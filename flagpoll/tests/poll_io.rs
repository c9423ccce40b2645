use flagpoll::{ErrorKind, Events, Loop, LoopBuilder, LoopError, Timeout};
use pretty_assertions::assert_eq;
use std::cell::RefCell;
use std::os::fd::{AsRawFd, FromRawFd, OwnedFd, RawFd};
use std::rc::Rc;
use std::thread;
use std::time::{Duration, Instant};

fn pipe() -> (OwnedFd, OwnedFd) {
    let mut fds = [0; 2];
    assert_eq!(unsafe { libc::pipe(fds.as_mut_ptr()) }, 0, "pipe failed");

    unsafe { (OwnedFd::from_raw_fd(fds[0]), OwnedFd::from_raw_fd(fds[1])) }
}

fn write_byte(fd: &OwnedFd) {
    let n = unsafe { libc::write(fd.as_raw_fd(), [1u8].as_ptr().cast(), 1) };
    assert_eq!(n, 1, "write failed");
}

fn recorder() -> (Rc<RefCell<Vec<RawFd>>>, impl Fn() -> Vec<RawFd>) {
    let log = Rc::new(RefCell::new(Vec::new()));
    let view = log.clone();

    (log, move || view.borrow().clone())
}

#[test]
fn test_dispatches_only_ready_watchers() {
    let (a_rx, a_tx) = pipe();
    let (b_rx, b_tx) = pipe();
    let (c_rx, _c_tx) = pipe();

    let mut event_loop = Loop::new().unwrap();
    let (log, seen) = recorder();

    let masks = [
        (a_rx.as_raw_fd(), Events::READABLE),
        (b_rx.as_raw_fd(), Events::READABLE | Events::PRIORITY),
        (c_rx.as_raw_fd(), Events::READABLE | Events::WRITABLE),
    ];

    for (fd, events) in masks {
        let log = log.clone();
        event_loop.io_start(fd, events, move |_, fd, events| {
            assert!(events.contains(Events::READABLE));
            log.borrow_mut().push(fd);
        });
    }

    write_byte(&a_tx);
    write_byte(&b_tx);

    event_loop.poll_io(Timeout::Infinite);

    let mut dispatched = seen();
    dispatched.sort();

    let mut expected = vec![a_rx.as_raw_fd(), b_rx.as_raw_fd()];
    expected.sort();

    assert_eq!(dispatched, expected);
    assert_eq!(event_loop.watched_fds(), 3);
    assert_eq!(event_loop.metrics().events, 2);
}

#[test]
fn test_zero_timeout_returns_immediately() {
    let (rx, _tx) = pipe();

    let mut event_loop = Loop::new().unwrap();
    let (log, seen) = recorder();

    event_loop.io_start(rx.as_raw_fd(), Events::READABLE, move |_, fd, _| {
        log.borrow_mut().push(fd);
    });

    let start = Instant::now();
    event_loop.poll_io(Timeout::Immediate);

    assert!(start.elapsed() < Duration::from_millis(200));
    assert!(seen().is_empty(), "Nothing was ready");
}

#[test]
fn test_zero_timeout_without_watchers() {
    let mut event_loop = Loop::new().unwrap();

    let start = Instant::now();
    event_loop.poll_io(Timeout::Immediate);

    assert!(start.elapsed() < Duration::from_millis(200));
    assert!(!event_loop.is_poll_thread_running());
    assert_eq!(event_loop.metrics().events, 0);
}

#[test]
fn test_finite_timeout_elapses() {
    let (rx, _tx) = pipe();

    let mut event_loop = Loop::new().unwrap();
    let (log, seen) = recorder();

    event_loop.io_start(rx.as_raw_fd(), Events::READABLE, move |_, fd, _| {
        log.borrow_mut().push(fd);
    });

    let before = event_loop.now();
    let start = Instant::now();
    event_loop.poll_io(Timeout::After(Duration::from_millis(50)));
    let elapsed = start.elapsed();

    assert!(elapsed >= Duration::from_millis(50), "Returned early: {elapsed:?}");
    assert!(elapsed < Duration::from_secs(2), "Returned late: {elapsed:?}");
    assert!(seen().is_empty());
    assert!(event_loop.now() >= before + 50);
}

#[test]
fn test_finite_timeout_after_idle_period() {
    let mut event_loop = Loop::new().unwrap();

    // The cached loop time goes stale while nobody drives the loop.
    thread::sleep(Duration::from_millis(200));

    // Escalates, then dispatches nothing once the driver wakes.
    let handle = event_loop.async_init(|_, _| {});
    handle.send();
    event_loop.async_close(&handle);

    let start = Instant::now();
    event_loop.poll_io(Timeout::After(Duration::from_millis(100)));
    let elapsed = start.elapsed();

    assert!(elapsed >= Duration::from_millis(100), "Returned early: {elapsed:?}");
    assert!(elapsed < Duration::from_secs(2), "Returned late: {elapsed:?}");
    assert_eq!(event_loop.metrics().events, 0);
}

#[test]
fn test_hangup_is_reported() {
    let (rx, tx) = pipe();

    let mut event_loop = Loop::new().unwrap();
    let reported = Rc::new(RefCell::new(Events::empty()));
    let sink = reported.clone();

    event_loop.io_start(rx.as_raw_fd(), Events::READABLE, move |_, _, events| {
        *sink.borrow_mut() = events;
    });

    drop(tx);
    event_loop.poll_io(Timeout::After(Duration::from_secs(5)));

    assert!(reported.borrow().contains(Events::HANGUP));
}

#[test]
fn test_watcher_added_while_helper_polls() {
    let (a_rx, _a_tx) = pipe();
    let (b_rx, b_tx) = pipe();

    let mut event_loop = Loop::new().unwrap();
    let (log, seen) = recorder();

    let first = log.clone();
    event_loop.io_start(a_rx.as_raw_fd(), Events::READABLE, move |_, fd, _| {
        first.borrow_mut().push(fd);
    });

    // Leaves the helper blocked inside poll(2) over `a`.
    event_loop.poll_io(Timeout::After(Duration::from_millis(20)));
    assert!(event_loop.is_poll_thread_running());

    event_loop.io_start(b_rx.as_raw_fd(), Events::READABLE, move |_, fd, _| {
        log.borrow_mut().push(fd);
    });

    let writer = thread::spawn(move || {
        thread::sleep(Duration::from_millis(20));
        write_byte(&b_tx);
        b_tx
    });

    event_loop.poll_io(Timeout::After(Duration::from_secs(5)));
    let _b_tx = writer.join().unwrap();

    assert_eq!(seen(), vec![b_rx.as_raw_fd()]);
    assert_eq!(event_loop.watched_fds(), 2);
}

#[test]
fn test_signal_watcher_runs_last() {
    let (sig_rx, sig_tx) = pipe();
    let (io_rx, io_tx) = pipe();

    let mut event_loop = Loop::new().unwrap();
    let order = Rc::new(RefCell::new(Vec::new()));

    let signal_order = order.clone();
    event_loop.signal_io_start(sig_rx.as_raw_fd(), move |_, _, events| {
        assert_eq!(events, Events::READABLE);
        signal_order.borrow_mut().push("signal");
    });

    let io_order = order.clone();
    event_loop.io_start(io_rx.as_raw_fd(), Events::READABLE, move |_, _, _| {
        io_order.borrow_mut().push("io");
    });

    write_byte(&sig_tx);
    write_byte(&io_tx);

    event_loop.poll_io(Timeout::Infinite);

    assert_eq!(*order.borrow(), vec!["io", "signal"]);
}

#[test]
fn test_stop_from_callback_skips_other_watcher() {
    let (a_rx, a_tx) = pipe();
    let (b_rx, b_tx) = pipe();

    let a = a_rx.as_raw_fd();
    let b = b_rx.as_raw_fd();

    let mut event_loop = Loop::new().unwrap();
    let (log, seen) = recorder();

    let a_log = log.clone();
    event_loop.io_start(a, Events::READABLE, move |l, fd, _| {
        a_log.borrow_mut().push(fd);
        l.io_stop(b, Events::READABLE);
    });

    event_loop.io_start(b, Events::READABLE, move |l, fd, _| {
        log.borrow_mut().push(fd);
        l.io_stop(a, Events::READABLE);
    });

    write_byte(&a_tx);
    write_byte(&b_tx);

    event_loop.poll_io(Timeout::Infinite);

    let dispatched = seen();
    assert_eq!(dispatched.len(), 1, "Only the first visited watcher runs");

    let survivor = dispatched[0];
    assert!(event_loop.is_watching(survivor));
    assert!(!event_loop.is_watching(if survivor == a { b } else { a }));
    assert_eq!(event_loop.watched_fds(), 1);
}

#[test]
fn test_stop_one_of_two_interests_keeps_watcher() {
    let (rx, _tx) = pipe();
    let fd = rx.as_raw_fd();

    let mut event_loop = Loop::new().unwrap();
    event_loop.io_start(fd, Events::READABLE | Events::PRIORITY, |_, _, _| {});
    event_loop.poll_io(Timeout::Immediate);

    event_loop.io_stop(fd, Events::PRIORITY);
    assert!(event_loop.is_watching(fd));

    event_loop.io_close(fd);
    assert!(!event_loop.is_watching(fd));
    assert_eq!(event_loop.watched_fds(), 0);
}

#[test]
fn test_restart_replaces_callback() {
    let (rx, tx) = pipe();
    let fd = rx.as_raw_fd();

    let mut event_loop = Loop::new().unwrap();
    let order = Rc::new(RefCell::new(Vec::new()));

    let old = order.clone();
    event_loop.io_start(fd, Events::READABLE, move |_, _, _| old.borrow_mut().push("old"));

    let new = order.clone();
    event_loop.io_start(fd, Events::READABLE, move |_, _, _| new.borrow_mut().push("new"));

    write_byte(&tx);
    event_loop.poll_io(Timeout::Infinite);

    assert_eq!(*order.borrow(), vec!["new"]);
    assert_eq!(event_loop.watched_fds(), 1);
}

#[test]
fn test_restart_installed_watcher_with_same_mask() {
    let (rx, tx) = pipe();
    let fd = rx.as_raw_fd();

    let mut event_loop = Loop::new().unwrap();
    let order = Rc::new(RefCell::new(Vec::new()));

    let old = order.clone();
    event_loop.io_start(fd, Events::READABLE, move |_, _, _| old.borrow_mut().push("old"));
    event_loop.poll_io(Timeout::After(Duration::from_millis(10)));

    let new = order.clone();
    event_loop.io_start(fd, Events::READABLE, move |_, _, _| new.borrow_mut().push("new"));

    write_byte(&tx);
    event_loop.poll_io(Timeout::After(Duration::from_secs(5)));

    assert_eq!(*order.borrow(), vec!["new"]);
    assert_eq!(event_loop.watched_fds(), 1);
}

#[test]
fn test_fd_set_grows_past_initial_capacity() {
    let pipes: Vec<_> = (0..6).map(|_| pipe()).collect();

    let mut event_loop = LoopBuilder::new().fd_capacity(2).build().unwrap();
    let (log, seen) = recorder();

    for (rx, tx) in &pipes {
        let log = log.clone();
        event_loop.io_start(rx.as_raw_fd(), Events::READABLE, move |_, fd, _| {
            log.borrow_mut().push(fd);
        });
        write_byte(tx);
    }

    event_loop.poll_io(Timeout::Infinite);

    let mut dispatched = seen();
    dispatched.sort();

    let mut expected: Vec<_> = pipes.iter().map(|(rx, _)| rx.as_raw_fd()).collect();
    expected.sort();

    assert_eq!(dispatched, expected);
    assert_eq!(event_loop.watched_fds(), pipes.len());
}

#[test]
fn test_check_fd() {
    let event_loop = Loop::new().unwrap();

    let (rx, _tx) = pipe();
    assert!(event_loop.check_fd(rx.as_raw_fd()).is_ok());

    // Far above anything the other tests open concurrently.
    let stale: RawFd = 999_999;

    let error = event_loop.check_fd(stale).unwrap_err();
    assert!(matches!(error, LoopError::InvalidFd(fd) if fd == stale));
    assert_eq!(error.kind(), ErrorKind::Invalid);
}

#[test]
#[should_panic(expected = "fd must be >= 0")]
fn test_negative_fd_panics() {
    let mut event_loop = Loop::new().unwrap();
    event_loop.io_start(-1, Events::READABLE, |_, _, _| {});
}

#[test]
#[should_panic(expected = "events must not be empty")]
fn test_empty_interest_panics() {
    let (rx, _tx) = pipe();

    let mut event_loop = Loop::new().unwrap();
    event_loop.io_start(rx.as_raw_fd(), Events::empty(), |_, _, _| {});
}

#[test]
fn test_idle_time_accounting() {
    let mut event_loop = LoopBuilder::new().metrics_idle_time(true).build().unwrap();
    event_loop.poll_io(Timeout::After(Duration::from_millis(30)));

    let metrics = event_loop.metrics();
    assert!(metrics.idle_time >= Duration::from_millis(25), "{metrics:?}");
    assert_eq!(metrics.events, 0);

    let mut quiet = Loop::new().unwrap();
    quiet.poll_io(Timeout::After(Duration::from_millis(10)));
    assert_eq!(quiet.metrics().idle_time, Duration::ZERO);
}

● ● ● ● ● ● ●

What is being asked
Each line in the entries above that includes the word "unsafe" counts once; state the total and nothing else.

Expected output
3